Whenever a line in the entries includes the word "derive", copy that line out.

━━ Dataset excerpts ━━

use tracing::debug;

use crate::config::AsmConfig;
use crate::error::AsmError;
use crate::insn::Insn;
use crate::memory::DisMemory;

/// One-instruction-at-a-time disassembler.
pub trait Disassembler {
    /// Decodes one instruction from `mem` into `insn`, rendering operands
    /// into `out`. Errors go into `insn`; whatever was rendered before the
    /// error stays in `out`.
    fn decode_insn<M: DisMemory + ?Sized>(&self, mem: &mut M, insn: &mut Insn, out: &mut String, config: &AsmConfig);

    /// Decodes the instruction at the current position of `mem`.
    ///
    /// `insn` is restarted at `mem.address()`. On error the bytes consumed so
    /// far stay in `insn` and the partial rendering stays in `out`.
    fn decode<M: DisMemory + ?Sized>(
        &self,
        mem: &mut M,
        insn: &mut Insn,
        out: &mut String,
        config: &AsmConfig,
    ) -> Result<(), AsmError> {
        *insn = Insn::new(mem.address());
        out.clear();
        self.decode_insn(mem, insn, out, config);
        if let Some(err) = insn.error().get() {
            debug!(address = insn.address(), %err, bytes = ?insn.bytes(), "decode error");
        }
        insn.check()
    }
}
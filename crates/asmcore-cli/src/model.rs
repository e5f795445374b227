use anyhow::Result;
use asmcore::ArrayMemory;
use std::path::Path;

/// A raw binary mapped at a load address.
#[derive(Debug, Clone)]
pub struct Image {
    pub base: u32,
    pub bytes: Vec<u8>,
}

impl Image {
    pub fn end(&self) -> u32 {
        self.base.wrapping_add(self.bytes.len() as u32)
    }

    pub fn contains(&self, addr: u32) -> bool {
        addr >= self.base && addr < self.end()
    }

    /// Reader over `[start, end)`, clipped to the image.
    pub fn memory(&self, start: u32, end: u32) -> ArrayMemory {
        let lo = start.saturating_sub(self.base) as usize;
        let hi = (end.min(self.end()).saturating_sub(self.base) as usize).max(lo);
        let lo = lo.min(self.bytes.len());
        let hi = hi.min(self.bytes.len());
        ArrayMemory::new(self.base + lo as u32, &self.bytes[lo..hi])
    }
}

pub fn load_raw_bin(path: &Path, base: u32, skip: usize, len: Option<usize>) -> Result<Image> {
    let file = std::fs::read(path)?;
    anyhow::ensure!(skip <= file.len(), "--skip exceeds file size");
    let mut payload = &file[skip..];
    if let Some(lim) = len {
        anyhow::ensure!(lim <= payload.len(), "--len exceeds remaining file size after skip");
        payload = &payload[..lim];
    }
    Ok(Image { base, bytes: payload.to_vec() })
}
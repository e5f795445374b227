//! National Semiconductor NS32000 series.
//!
//! Opcode words are little-endian; generic operand extensions (displacements
//! and immediates) are stored most significant byte first.

mod asm;
mod dis;
pub mod flags;
pub mod operand;
pub mod table;

use crate::addressing::CLASS_IMMEDIATE;
use crate::config::{AsmConfig, FpuType};
use crate::table::{CpuVariant, Entry, Matcher, Page};
use flags::{AddrMode, Flags, Slot};
use operand::{OprMode, Operand};

/// NS32032 with an optional NS32081 floating-point unit.
#[derive(Debug, Clone, Copy, Default)]
pub struct Ns32k;

impl Ns32k {
    pub fn new() -> Self {
        Self
    }

    pub fn variant(config: &AsmConfig) -> &'static CpuVariant {
        match config.fpu {
            FpuType::None => &table::NS32032,
            FpuType::Ns32081 => &table::NS32032_FPU,
        }
    }
}

fn accepts(slot: &Slot, opr: &Operand) -> bool {
    use OprMode::*;
    let indexed = opr.gen.is_some_and(|g| g.index.is_some());
    if indexed && !slot.mode.is_generic() {
        return false;
    }
    let memory = opr.mode.is_memory();
    match slot.mode {
        AddrMode::GenRead | AddrMode::GenCount => memory || matches!(opr.mode, Reg | Imm | ImmQuick),
        AddrMode::GenWrite | AddrMode::GenRegAddr => memory || opr.mode == Reg,
        AddrMode::GenAddr => memory,
        AddrMode::GenFloat => memory || matches!(opr.mode, FReg | Imm | ImmQuick | ImmFloat),
        AddrMode::GenFloatWrite => memory || opr.mode == FReg,
        AddrMode::Rel | AddrMode::Disp | AddrMode::BfOffset | AddrMode::BfLength => {
            matches!(opr.mode, Imm | ImmQuick)
        }
        AddrMode::Quick => opr.mode == ImmQuick,
        AddrMode::RegListPush | AddrMode::RegListPop => opr.mode == RegList,
        AddrMode::None => false,
    }
}

impl Matcher for Ns32k {
    type Operands = [Operand];

    fn accept(&self, operands: &[Operand], _page: &Page, entry: &Entry) -> bool {
        let Some(flags) = Flags::unpack(entry.flags) else {
            return false;
        };
        let mut oprs = operands.iter();
        for slot in flags.operands() {
            match oprs.next() {
                Some(opr) if accepts(slot, opr) => {}
                _ => return false,
            }
        }
        oprs.next().is_none()
    }

    fn matches(&self, opcode: u16, _page: &Page, entry: &Entry) -> bool {
        let Some(flags) = Flags::unpack(entry.flags) else {
            return false;
        };
        if opcode & !flags.operand_mask() != entry.opcode {
            return false;
        }
        flags.slots.iter().all(|slot| match slot.pos.shift() {
            Some(shift) if slot.mode.is_generic() => {
                let code = ((opcode >> shift) & 0x1F) as u8;
                match slot.mode {
                    AddrMode::GenAddr => code > 7 && code != CLASS_IMMEDIATE,
                    AddrMode::GenWrite | AddrMode::GenRegAddr | AddrMode::GenFloatWrite => code != CLASS_IMMEDIATE,
                    _ => true,
                }
            }
            _ => true,
        })
    }
}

━━━

=== Completed task ===
#[derive(Debug, Clone)]
#[derive(Debug, Clone, Copy, Default)]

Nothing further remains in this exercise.